Por: Redacção / HB | 3- 11- 2009 18: 7
Apesar de sublinhar que «subscreve o que consta do programa do Governo» sobre a avaliação dos professores, Francisco Assis,
candidato único à liderança parlamentar do PS, avisou que «nada se poderá fazer sem o mínimo de consenso» e que por isso deve
haver «abertura de espírito».
«É bom que os portugueses saibam o que o Governo pensa e preconiza, mas, ao mesmo
tempo, é bom que também saibam que tem de haver, da parte do Governo e da maioria parlamentar que o sustenta, a abertura de
espírito suficiente para garantir a obtenção dos consensos necessários, porque há hoje uma evidência absoluta, é que nada
se poderá fazer sem o mínimo de consenso», disse, citado pela agência Lusa.
Governo «teimoso» na avaliação de professores
Estas declarações foram prestadas no Parlamento
depois do ministro dos Assuntos Parlamentares, Jorge Lacão, ter dito à rádio TSF que está fora de questão a suspensão do modelo
avaliação dos docentes. A Lusa refere que Assis, questionado sobre se concorda que não deve haver suspensão do modelo, disse
não querer «estar a avançar com nada que possa por em causa a evolução do processo».

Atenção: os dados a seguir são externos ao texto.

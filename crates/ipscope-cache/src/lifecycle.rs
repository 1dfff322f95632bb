//! Worker lifecycle: install, activation and version bookkeeping.

use crate::bridge::ClientRegistry;
use crate::config::InstallPolicy;
use crate::keys::PartitionNames;
use crate::strategy::StrategyEngine;
use futures::future::join_all;
use ipscope_core::ports::CacheStorage;
use ipscope_core::{Error, Request, ResponseSnapshot, Result};
use serde::Serialize;
use std::fmt;
use std::sync::Arc;
use std::sync::atomic::{AtomicBool, Ordering};
use tokio::sync::watch;
use tracing::{info, warn};
use url::Url;

/// Lifecycle state of a worker.
#[derive(Debug, Clone, Copy, PartialEq, Eq, Serialize)]
#[serde(rename_all = "lowercase")]
pub enum WorkerState {
    Parsed,
    Installing,
    /// Installed and waiting for the previous version to let go.
    Installed,
    Activating,
    Activated,
    /// Failed to install, or superseded by a newer worker.
    Redundant,
}

impl fmt::Display for WorkerState {
    fn fmt(&self, f: &mut fmt::Formatter<'_>) -> fmt::Result {
        let name = match self {
            WorkerState::Parsed => "parsed",
            WorkerState::Installing => "installing",
            WorkerState::Installed => "installed",
            WorkerState::Activating => "activating",
            WorkerState::Activated => "activated",
            WorkerState::Redundant => "redundant",
        };
        f.write_str(name)
    }
}

#[derive(Debug, Clone, Default)]
pub struct InstallReport {
    /// Manifest URLs written to the static partition.
    pub cached: Vec<String>,
    /// Manifest URLs skipped under [`InstallPolicy::BestEffort`].
    pub skipped: Vec<String>,
}

#[derive(Debug, Clone, Default)]
pub struct ActivationReport {
    /// Partitions from other versions that were deleted.
    pub deleted: Vec<String>,
    /// Clients now controlled by this version.
    pub claimed: usize,
}

/// Owns cache creation and eviction for one deployed version.
pub struct LifecycleController {
    store: Arc<dyn CacheStorage>,
    engine: StrategyEngine,
    names: PartitionNames,
    static_urls: Vec<Url>,
    policy: InstallPolicy,
    skip_waiting: AtomicBool,
    state: watch::Sender<WorkerState>,
}

impl LifecycleController {
    pub fn new(
        store: Arc<dyn CacheStorage>,
        engine: StrategyEngine,
        static_urls: Vec<Url>,
        policy: InstallPolicy,
    ) -> Self {
        let (state, _) = watch::channel(WorkerState::Parsed);
        Self {
            names: engine.names().clone(),
            store,
            engine,
            static_urls,
            policy,
            skip_waiting: AtomicBool::new(false),
            state,
        }
    }

    pub fn names(&self) -> &PartitionNames {
        &self.names
    }

    pub fn state(&self) -> WorkerState {
        *self.state.borrow()
    }

    /// Watch state transitions.
    pub fn subscribe(&self) -> watch::Receiver<WorkerState> {
        self.state.subscribe()
    }

    /// Ask to activate without waiting for older versions' clients.
    pub fn skip_waiting(&self) {
        self.skip_waiting.store(true, Ordering::SeqCst);
    }

    pub fn skip_waiting_requested(&self) -> bool {
        self.skip_waiting.load(Ordering::SeqCst)
    }

    /// Discard this worker. Terminal.
    pub fn mark_redundant(&self) {
        self.state.send_replace(WorkerState::Redundant);
    }

    fn transition(&self, allowed: &[WorkerState], to: WorkerState) -> Result<()> {
        let mut from = WorkerState::Parsed;
        let moved = self.state.send_if_modified(|state| {
            from = *state;
            if allowed.contains(state) {
                *state = to;
                true
            } else {
                false
            }
        });
        if moved {
            Ok(())
        } else {
            Err(Error::InvalidState {
                from: from.to_string(),
                to: to.to_string(),
            })
        }
    }

    /// Pre-populate the static partition with the static manifest.
    ///
    /// Under [`InstallPolicy::Atomic`] every entry is fetched before any is
    /// written; a failed fetch leaves the store untouched and the worker
    /// redundant. A failed write removes the static partition again if this
    /// install created it.
    pub async fn install(&self) -> Result<InstallReport> {
        self.transition(&[WorkerState::Parsed], WorkerState::Installing)?;
        info!(version = %self.names.version, files = self.static_urls.len(), "Installing");

        let fetches = self.static_urls.iter().map(|url| async move {
            let request = Request::get(url.clone());
            let outcome = match self.engine.fetch(&request).await {
                Ok(response) if response.is_cacheable() => Ok(response),
                Ok(response) => Err(format!("HTTP {}", response.status)),
                Err(e) => Err(e.to_string()),
            };
            (request, outcome)
        });
        let results = join_all(fetches).await;

        let mut report = InstallReport::default();
        let mut fetched: Vec<(Request, ResponseSnapshot)> = Vec::with_capacity(results.len());
        for (request, outcome) in results {
            match outcome {
                Ok(response) => fetched.push((request, response)),
                Err(reason) => match self.policy {
                    InstallPolicy::Atomic => {
                        warn!(url = %request.url, reason = %reason, "Install failed");
                        self.mark_redundant();
                        return Err(Error::InstallFailed {
                            url: request.url.to_string(),
                            reason,
                        });
                    }
                    InstallPolicy::BestEffort => {
                        warn!(url = %request.url, reason = %reason, "Skipping static file");
                        report.skipped.push(request.url.to_string());
                    }
                },
            }
        }

        let existed = self
            .store
            .has(&self.names.static_cache)
            .await
            .unwrap_or(true);
        if let Err(e) = self.write_static(&fetched).await {
            warn!(partition = %self.names.static_cache, error = %e, "Failed to write static cache");
            if !existed && self.policy == InstallPolicy::Atomic {
                if let Err(e) = self.store.delete(&self.names.static_cache).await {
                    warn!(partition = %self.names.static_cache, error = %e, "Failed to roll back static cache");
                }
            }
            self.mark_redundant();
            return Err(e);
        }
        report.cached = fetched.iter().map(|(r, _)| r.url.to_string()).collect();

        self.transition(&[WorkerState::Installing], WorkerState::Installed)?;
        info!(
            version = %self.names.version,
            cached = report.cached.len(),
            skipped = report.skipped.len(),
            "Installed"
        );
        Ok(report)
    }

    async fn write_static(&self, fetched: &[(Request, ResponseSnapshot)]) -> Result<()> {
        self.store.open(&self.names.static_cache).await?;
        let now = chrono::Utc::now();
        for (request, response) in fetched {
            self.store
                .put(&self.names.static_cache, &request.key(), &response.stamped(now))
                .await?;
        }
        Ok(())
    }

    /// Delete other versions' partitions and claim every open client.
    pub async fn activate(&self, clients: &ClientRegistry) -> Result<ActivationReport> {
        self.transition(&[WorkerState::Installed], WorkerState::Activating)?;
        info!(version = %self.names.version, "Activating");

        let mut report = ActivationReport::default();
        for name in self.store.keys().await? {
            if self.names.is_current(&name) {
                continue;
            }
            match self.store.delete(&name).await {
                Ok(_) => {
                    info!(partition = %name, "Removed stale cache");
                    report.deleted.push(name);
                }
                Err(e) => warn!(partition = %name, error = %e, "Failed to remove stale cache"),
            }
        }

        self.store.open(&self.names.static_cache).await?;
        self.store.open(&self.names.dynamic_cache).await?;

        report.claimed = clients.claim(&self.names.version).await;
        self.transition(&[WorkerState::Activating], WorkerState::Activated)?;
        info!(
            version = %self.names.version,
            deleted = report.deleted.len(),
            claimed = report.claimed,
            "Activated"
        );
        Ok(report)
    }
}
//! IP lookup snapshots.

use crate::{Error, Result};
use serde::{Deserialize, Serialize};
use serde_json::{Map, Value};

/// Result of a public address lookup.
///
/// Only `ip` is interpreted. Any field the upstream adds is preserved in
/// `extra` so a snapshot survives a store/load cycle unchanged.
#[derive(Debug, Clone, PartialEq, Serialize, Deserialize)]
pub struct IpSnapshot {
    pub ip: String,
    #[serde(default, skip_serializing_if = "Option::is_none")]
    pub hostname: Option<String>,
    #[serde(default, skip_serializing_if = "Option::is_none")]
    pub org: Option<String>,
    #[serde(default, skip_serializing_if = "Option::is_none")]
    pub city: Option<String>,
    #[serde(default, skip_serializing_if = "Option::is_none")]
    pub region: Option<String>,
    #[serde(default, skip_serializing_if = "Option::is_none")]
    pub country: Option<String>,
    #[serde(flatten)]
    pub extra: Map<String, Value>,
}

impl IpSnapshot {
    pub fn new(ip: impl Into<String>) -> Self {
        Self {
            ip: ip.into(),
            hostname: None,
            org: None,
            city: None,
            region: None,
            country: None,
            extra: Map::new(),
        }
    }

    /// Parse an upstream JSON document, rejecting it when `ip` is missing.
    pub fn from_value(value: Value) -> Result<Self> {
        let snapshot: Self = serde_json::from_value(value)
            .map_err(|e| Error::InvalidSnapshot(e.to_string()))?;
        snapshot.validate()?;
        Ok(snapshot)
    }

    pub fn validate(&self) -> Result<()> {
        if self.ip.trim().is_empty() {
            return Err(Error::InvalidSnapshot("missing ip".to_string()));
        }
        Ok(())
    }

    /// `city, region, country`, skipping empty parts.
    pub fn location(&self) -> Option<String> {
        let parts: Vec<&str> = [&self.city, &self.region, &self.country]
            .into_iter()
            .filter_map(|p| p.as_deref())
            .filter(|p| !p.is_empty())
            .collect();
        if parts.is_empty() {
            None
        } else {
            Some(parts.join(", "))
        }
    }
}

Sobre a hipótese de existir
uma querela jurídico-constitucional, Assis disse esperar que «não se entre nesse processo»: «Sou de natureza relativamente
optimista, acho que quer o PS quer os vários partidos da oposição vão agir de forma séria e de forma profundamente responsável».
PSD
fala em contradição
O PSD considerou que Jorge Lacão está em «contradição entre o anúncio feito pelo primeiro-ministro
há uns dias atrás» de que haveria «um novo ciclo» e «disponibilidade para dialogar e para ouvir opiniões diferentes».
«Esta
aparente nova atitude que o primeiro-ministro quis apresentar depois das eleições não passou de uma encenação», disse à Lusa
o deputado social-democrata Pedro Duarte. «Esta atitude do Governo só tem contribuído para bloquear as escolas».
CDS
critica «declarações extremadas»
O CDS-PP também criticou Lacão, considerando que se está a «atravessar no meio
de um processo negocial que será conduzido pela ministra da Educação com declarações extremadas», segundo apontou o deputado
do CDS-PP Nuno Magalhães.
BE e PCP também criticam
O BE considerou que as declarações do ministro
proferidas são «o pior sinal neste momento» e que estas demonstram «teimosia e irresponsabilidade».
Já o PCP, através
do deputado Miguel Tiago, acusou Lacão de se apresentar «na esteira do que de pior apresentou o anterior Governo».